__TASK STATEMENT__: Retype verbatim the lines of the listing, from the very first through the line with "no attempt limit".
=-=-=
//! Job poller
//!
//! Starts a job and polls its status until it reaches a terminal state.

use std::time::Duration;

use stemsplit_core::domain::job::{Job, JobStatus, StemResult};
use stemsplit_core::dto::job::StartJob;
use tokio::time;
use tracing::{debug, info};

use crate::StemsplitClient;
use crate::error::{ClientError, Result};

/// Time between two status requests unless configured otherwise
pub const DEFAULT_POLL_INTERVAL: Duration = Duration::from_millis(1000);

/// Follows a job from start to completion
#[derive(Debug, Clone)]
pub struct JobPoller {
    client: StemsplitClient,
    interval: Duration,
    max_attempts: Option<u32>,
}

impl JobPoller {
    /// Creates a poller with the default interval and no attempt limit
    pub fn new(client: StemsplitClient) -> Self {
        Self {
            client,
            interval: DEFAULT_POLL_INTERVAL,
            max_attempts: None,
        }
    }

    /// Time between status checks; clamped to at least one millisecond
    pub fn with_interval(mut self, interval: Duration) -> Self {
        self.interval = interval.max(Duration::from_millis(1));
        self
    }

    /// Give up with [`ClientError::PollTimeout`] after `attempts` status checks
    pub fn with_max_attempts(mut self, attempts: u32) -> Self {
        self.max_attempts = Some(attempts);
        self
    }

    /// Start a job and wait for its stems
    ///
    /// `on_progress` sees every snapshot observed, the terminal one included.
    pub async fn run<F>(&self, req: StartJob, on_progress: F) -> Result<Vec<StemResult>>
    where
        F: FnMut(&Job),
    {
        let ack = self.client.start_job(&req).await?;
        info!("Job {} started", ack.id);

        self.wait(&ack.id, on_progress).await
    }

    /// Wait for an already started job
    pub async fn wait<F>(&self, job_id: &str, mut on_progress: F) -> Result<Vec<StemResult>>
    where
        F: FnMut(&Job),
    {
        // The first status check waits one full interval
        let mut interval = time::interval_at(time::Instant::now() + self.interval, self.interval);
        let mut attempts = 0u32;

        loop {
            if self.max_attempts.is_some_and(|max| attempts >= max) {
                return Err(ClientError::PollTimeout {
                    id: job_id.to_string(),
                    attempts,
                });
            }

            interval.tick().await;
            attempts += 1;

            let job = self.client.get_job(job_id).await?;
            debug!("Job {} is {} ({}%)", job.id, job.status, job.progress);
            on_progress(&job);

            match job.status {
                JobStatus::Processing => continue,
                JobStatus::Completed => {
                    info!("Job {} completed", job.id);
                    return Ok(job.results.unwrap_or_default());
                }
                JobStatus::Failed => {
                    return Err(ClientError::JobFailed {
                        id: job.id,
                        message: job
                            .error
                            .unwrap_or_else(|| "Processing failed".to_string()),
                    });
                }
            }
        }
    }
}
//! Stored file endpoints

use std::path::Path;

use reqwest::multipart::{Form, Part};
use stemsplit_core::domain::media::MediaKind;
use stemsplit_core::dto::upload::{DeleteFile, FileList, UploadResponse};

use crate::StemsplitClient;
use crate::error::{ClientError, Result};

impl StemsplitClient {
    /// Upload a local audio or video file
    ///
    /// The content type is derived from the file extension. The response
    /// carries the public URL and a fresh job id to start separation with.
    pub async fn upload_file(&self, path: impl AsRef<Path>) -> Result<UploadResponse> {
        let path = path.as_ref();
        let bytes = tokio::fs::read(path)
            .await
            .map_err(|source| ClientError::ReadFile {
                path: path.display().to_string(),
                source,
            })?;

        let filename = path
            .file_name()
            .map(|n| n.to_string_lossy().into_owned())
            .unwrap_or_else(|| "upload".to_string());
        let content_type = path
            .extension()
            .and_then(|e| e.to_str())
            .and_then(MediaKind::from_extension)
            .map(MediaKind::mime)
            .unwrap_or("application/octet-stream");

        self.upload_bytes(filename, bytes, content_type).await
    }

    /// Upload in-memory file contents under `filename`
    pub async fn upload_bytes(
        &self,
        filename: impl Into<String>,
        bytes: Vec<u8>,
        content_type: &str,
    ) -> Result<UploadResponse> {
        let url = format!("{}/api/upload", self.base_url);
        let part = Part::bytes(bytes)
            .file_name(filename.into())
            .mime_str(content_type)?;
        let form = Form::new().part("file", part);

        let response = self.client.post(&url).multipart(form).send().await?;

        self.handle_response(response).await
    }

    /// List stored files, optionally only those whose key starts with `prefix`
    pub async fn list_files(&self, prefix: Option<&str>) -> Result<FileList> {
        let url = format!("{}/api/files", self.base_url);
        let mut request = self.client.get(&url);
        if let Some(prefix) = prefix {
            request = request.query(&[("prefix", prefix)]);
        }

        let response = request.send().await?;

        self.handle_response(response).await
    }

    /// Delete a stored file by the URL the server returned for it
    pub async fn delete_file(&self, file_url: &str) -> Result<()> {
        let url = format!("{}/api/files", self.base_url);
        let response = self
            .client
            .delete(&url)
            .json(&DeleteFile {
                url: file_url.to_string(),
            })
            .send()
            .await?;

        self.handle_empty_response(response).await
    }
}
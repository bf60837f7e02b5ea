//! Health Check API Handler

use axum::{http::StatusCode, response::IntoResponse};

/// GET /health
/// Liveness probe; does not touch the registry or the engine
pub async fn health_check() -> impl IntoResponse {
    (StatusCode::OK, "OK")
}
//! Job Registry
//!
//! Process-wide in-memory table of separation jobs. The table lock is only held
//! to find or insert a slot; every job carries its own mutex so updates to one
//! job are serialized without blocking reads or writes of other jobs.
//!
//! Contents are lost on restart.

use std::collections::HashMap;
use std::sync::Arc;
use std::sync::atomic::{AtomicU64, Ordering};
use std::time::Duration;

use parking_lot::{Mutex, RwLock};
use stemsplit_core::domain::job::{Job, JobStatus, StemResult, progress};
use thiserror::Error;

/// Identifies the orchestrator run allowed to update a job
#[derive(Debug, Clone, Copy, PartialEq, Eq, Hash)]
pub struct RunToken(u64);

/// A partial update applied atomically to a stored job
#[derive(Debug, Clone, PartialEq)]
pub enum JobUpdate {
    Progress(u8),
    Complete(Vec<StemResult>),
    Fail(String),
}

#[derive(Debug, Error, PartialEq)]
pub enum RegistryError {
    #[error("Job {0} already exists")]
    DuplicateJob(String),

    #[error("Job {0} not found")]
    NotFound(String),

    #[error("Job {0} is owned by another run")]
    StaleRun(String),

    #[error("Job {id} is already {status}")]
    Terminal { id: String, status: JobStatus },

    #[error("Job {id} progress cannot move from {current} to {requested}")]
    ProgressRegression {
        id: String,
        current: u8,
        requested: u8,
    },
}

struct JobSlot {
    run: RunToken,
    job: Mutex<Job>,
}

/// Concurrency-safe store of job state
#[derive(Default)]
pub struct JobRegistry {
    jobs: RwLock<HashMap<String, Arc<JobSlot>>>,
    next_run: AtomicU64,
}

impl JobRegistry {
    pub fn new() -> Self {
        Self::default()
    }

    /// Register a new job in the `processing` state
    ///
    /// The returned token must accompany every update made for this job.
    pub fn register(
        &self,
        id: &str,
        requested_stems: Vec<String>,
    ) -> Result<RunToken, RegistryError> {
        let mut jobs = self.jobs.write();

        if jobs.contains_key(id) {
            return Err(RegistryError::DuplicateJob(id.to_string()));
        }

        let run = RunToken(self.next_run.fetch_add(1, Ordering::Relaxed));
        jobs.insert(
            id.to_string(),
            Arc::new(JobSlot {
                run,
                job: Mutex::new(Job::new(id, requested_stems)),
            }),
        );

        Ok(run)
    }

    /// Current snapshot of a job
    pub fn get(&self, id: &str) -> Result<Job, RegistryError> {
        let slot = self.slot(id)?;
        let job = slot.job.lock().clone();
        Ok(job)
    }

    /// Apply an update on behalf of the run identified by `run`
    ///
    /// Terminal jobs never change again and progress never moves backwards.
    /// Returns the snapshot after the update.
    pub fn update(&self, id: &str, run: RunToken, update: JobUpdate) -> Result<Job, RegistryError> {
        let slot = self.slot(id)?;

        if slot.run != run {
            return Err(RegistryError::StaleRun(id.to_string()));
        }

        let mut job = slot.job.lock();

        if job.is_terminal() {
            return Err(RegistryError::Terminal {
                id: id.to_string(),
                status: job.status,
            });
        }

        match update {
            JobUpdate::Progress(requested) => {
                let requested = requested.min(progress::DONE);
                if requested < job.progress {
                    return Err(RegistryError::ProgressRegression {
                        id: id.to_string(),
                        current: job.progress,
                        requested,
                    });
                }
                job.progress = requested;
            }
            JobUpdate::Complete(results) => {
                job.status = JobStatus::Completed;
                job.progress = progress::DONE;
                job.results = Some(results);
                job.error = None;
            }
            JobUpdate::Fail(message) => {
                let message = if message.trim().is_empty() {
                    "Processing failed".to_string()
                } else {
                    message
                };
                job.status = JobStatus::Failed;
                job.results = None;
                job.error = Some(message);
            }
        }

        job.updated_at = chrono::Utc::now();
        Ok(job.clone())
    }

    /// Remove terminal jobs whose last update is older than `ttl`
    ///
    /// Jobs still processing are kept regardless of age. Returns the number of
    /// evicted jobs.
    pub fn evict_expired(&self, ttl: Duration) -> usize {
        let Ok(ttl) = chrono::Duration::from_std(ttl) else {
            return 0;
        };
        let cutoff = chrono::Utc::now() - ttl;

        let mut jobs = self.jobs.write();
        let before = jobs.len();
        jobs.retain(|_, slot| {
            let job = slot.job.lock();
            !(job.is_terminal() && job.updated_at <= cutoff)
        });
        before - jobs.len()
    }

    /// Number of tracked jobs
    pub fn len(&self) -> usize {
        self.jobs.read().len()
    }

    pub fn is_empty(&self) -> bool {
        self.jobs.read().is_empty()
    }

    fn slot(&self, id: &str) -> Result<Arc<JobSlot>, RegistryError> {
        self.jobs
            .read()
            .get(id)
            .cloned()
            .ok_or_else(|| RegistryError::NotFound(id.to_string()))
    }
}

#[cfg(test)]
mod tests {
    use super::*;

    fn stems(names: &[&str]) -> Vec<String> {
        names.iter().map(|s| s.to_string()).collect()
    }

    fn result(stem: &str) -> StemResult {
        StemResult {
            stem: stem.to_string(),
            url: format!("https://store/processed/job/{}.wav", stem),
        }
    }

    #[test]
    fn test_register_makes_job_visible() {
        let registry = JobRegistry::new();
        registry.register("job_1", stems(&["vocals"])).unwrap();

        let job = registry.get("job_1").unwrap();
        assert_eq!(job.status, JobStatus::Processing);
        assert_eq!(job.progress, 0);
        assert_eq!(job.requested_stems, stems(&["vocals"]));
        assert_eq!(registry.len(), 1);
    }

    #[test]
    fn test_register_duplicate_is_rejected() {
        let registry = JobRegistry::new();
        registry.register("job_1", stems(&["vocals"])).unwrap();

        let err = registry.register("job_1", stems(&["drums"])).unwrap_err();
        assert_eq!(err, RegistryError::DuplicateJob("job_1".to_string()));
        assert_eq!(registry.get("job_1").unwrap().requested_stems, stems(&["vocals"]));
    }

    #[test]
    fn test_unknown_job_is_not_found() {
        let registry = JobRegistry::new();
        assert_eq!(
            registry.get("missing").unwrap_err(),
            RegistryError::NotFound("missing".to_string())
        );

        let run = registry.register("other", stems(&["bass"])).unwrap();
        assert!(matches!(
            registry.update("missing", run, JobUpdate::Progress(10)),
            Err(RegistryError::NotFound(_))
        ));
    }

    #[test]
    fn test_progress_never_regresses() {
        let registry = JobRegistry::new();
        let run = registry.register("job_1", stems(&["vocals"])).unwrap();

        registry.update("job_1", run, JobUpdate::Progress(20)).unwrap();
        let err = registry
            .update("job_1", run, JobUpdate::Progress(10))
            .unwrap_err();
        assert!(matches!(err, RegistryError::ProgressRegression { current: 20, .. }));
        assert_eq!(registry.get("job_1").unwrap().progress, 20);
    }

    #[test]
    fn test_complete_sets_results_and_full_progress() {
        let registry = JobRegistry::new();
        let run = registry.register("job_1", stems(&["vocals"])).unwrap();

        registry.update("job_1", run, JobUpdate::Progress(80)).unwrap();
        let job = registry
            .update("job_1", run, JobUpdate::Complete(vec![result("vocals")]))
            .unwrap();

        assert_eq!(job.status, JobStatus::Completed);
        assert_eq!(job.progress, 100);
        assert_eq!(job.results, Some(vec![result("vocals")]));
        assert!(job.error.is_none());
    }

    #[test]
    fn test_terminal_jobs_are_frozen() {
        let registry = JobRegistry::new();
        let run = registry.register("job_1", stems(&["vocals"])).unwrap();

        registry
            .update("job_1", run, JobUpdate::Fail("boom".to_string()))
            .unwrap();

        let err = registry
            .update("job_1", run, JobUpdate::Complete(vec![result("vocals")]))
            .unwrap_err();
        assert!(matches!(
            err,
            RegistryError::Terminal {
                status: JobStatus::Failed,
                ..
            }
        ));

        let job = registry.get("job_1").unwrap();
        assert_eq!(job.error.as_deref(), Some("boom"));
        assert!(job.results.is_none());
    }

    #[test]
    fn test_fail_with_empty_message_gets_default() {
        let registry = JobRegistry::new();
        let run = registry.register("job_1", stems(&["vocals"])).unwrap();

        let job = registry
            .update("job_1", run, JobUpdate::Fail("  ".to_string()))
            .unwrap();
        assert_eq!(job.error.as_deref(), Some("Processing failed"));
    }

    #[test]
    fn test_stale_run_cannot_update_reregistered_job() {
        let registry = JobRegistry::new();
        let old_run = registry.register("job_1", stems(&["vocals"])).unwrap();
        registry
            .update("job_1", old_run, JobUpdate::Fail("first".to_string()))
            .unwrap();

        assert_eq!(registry.evict_expired(Duration::ZERO), 1);
        let new_run = registry.register("job_1", stems(&["drums"])).unwrap();
        assert_ne!(old_run, new_run);

        let err = registry
            .update("job_1", old_run, JobUpdate::Progress(10))
            .unwrap_err();
        assert_eq!(err, RegistryError::StaleRun("job_1".to_string()));
        assert_eq!(registry.get("job_1").unwrap().progress, 0);
    }

    #[test]
    fn test_eviction_keeps_processing_jobs() {
        let registry = JobRegistry::new();
        registry.register("running", stems(&["vocals"])).unwrap();
        let run = registry.register("done", stems(&["vocals"])).unwrap();
        registry
            .update("done", run, JobUpdate::Complete(vec![]))
            .unwrap();

        assert_eq!(registry.evict_expired(Duration::from_secs(3600)), 0);
        assert_eq!(registry.evict_expired(Duration::ZERO), 1);
        assert!(registry.get("running").is_ok());
        assert!(registry.get("done").is_err());
    }

    #[test]
    fn test_concurrent_updates_to_distinct_jobs() {
        let registry = Arc::new(JobRegistry::new());
        let handles: Vec<_> = (0..8)
            .map(|i| {
                let registry = Arc::clone(&registry);
                std::thread::spawn(move || {
                    let id = format!("job_{}", i);
                    let run = registry.register(&id, vec!["vocals".to_string()]).unwrap();
                    for p in progress::CHECKPOINTS {
                        registry.update(&id, run, JobUpdate::Progress(p)).unwrap();
                    }
                })
            })
            .collect();

        for handle in handles {
            handle.join().unwrap();
        }

        assert_eq!(registry.len(), 8);
        for i in 0..8 {
            assert_eq!(registry.get(&format!("job_{}", i)).unwrap().progress, 100);
        }
    }
}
=-=-=
__PROBLEM SOLUTION__:
//! Job poller
//!
//! Starts a job and polls its status until it reaches a terminal state.

use std::time::Duration;

use stemsplit_core::domain::job::{Job, JobStatus, StemResult};
use stemsplit_core::dto::job::StartJob;
use tokio::time;
use tracing::{debug, info};

use crate::StemsplitClient;
use crate::error::{ClientError, Result};

/// Time between two status requests unless configured otherwise
pub const DEFAULT_POLL_INTERVAL: Duration = Duration::from_millis(1000);

/// Follows a job from start to completion
#[derive(Debug, Clone)]
pub struct JobPoller {
    client: StemsplitClient,
    interval: Duration,
    max_attempts: Option<u32>,
}

impl JobPoller {
    /// Creates a poller with the default interval and no attempt limit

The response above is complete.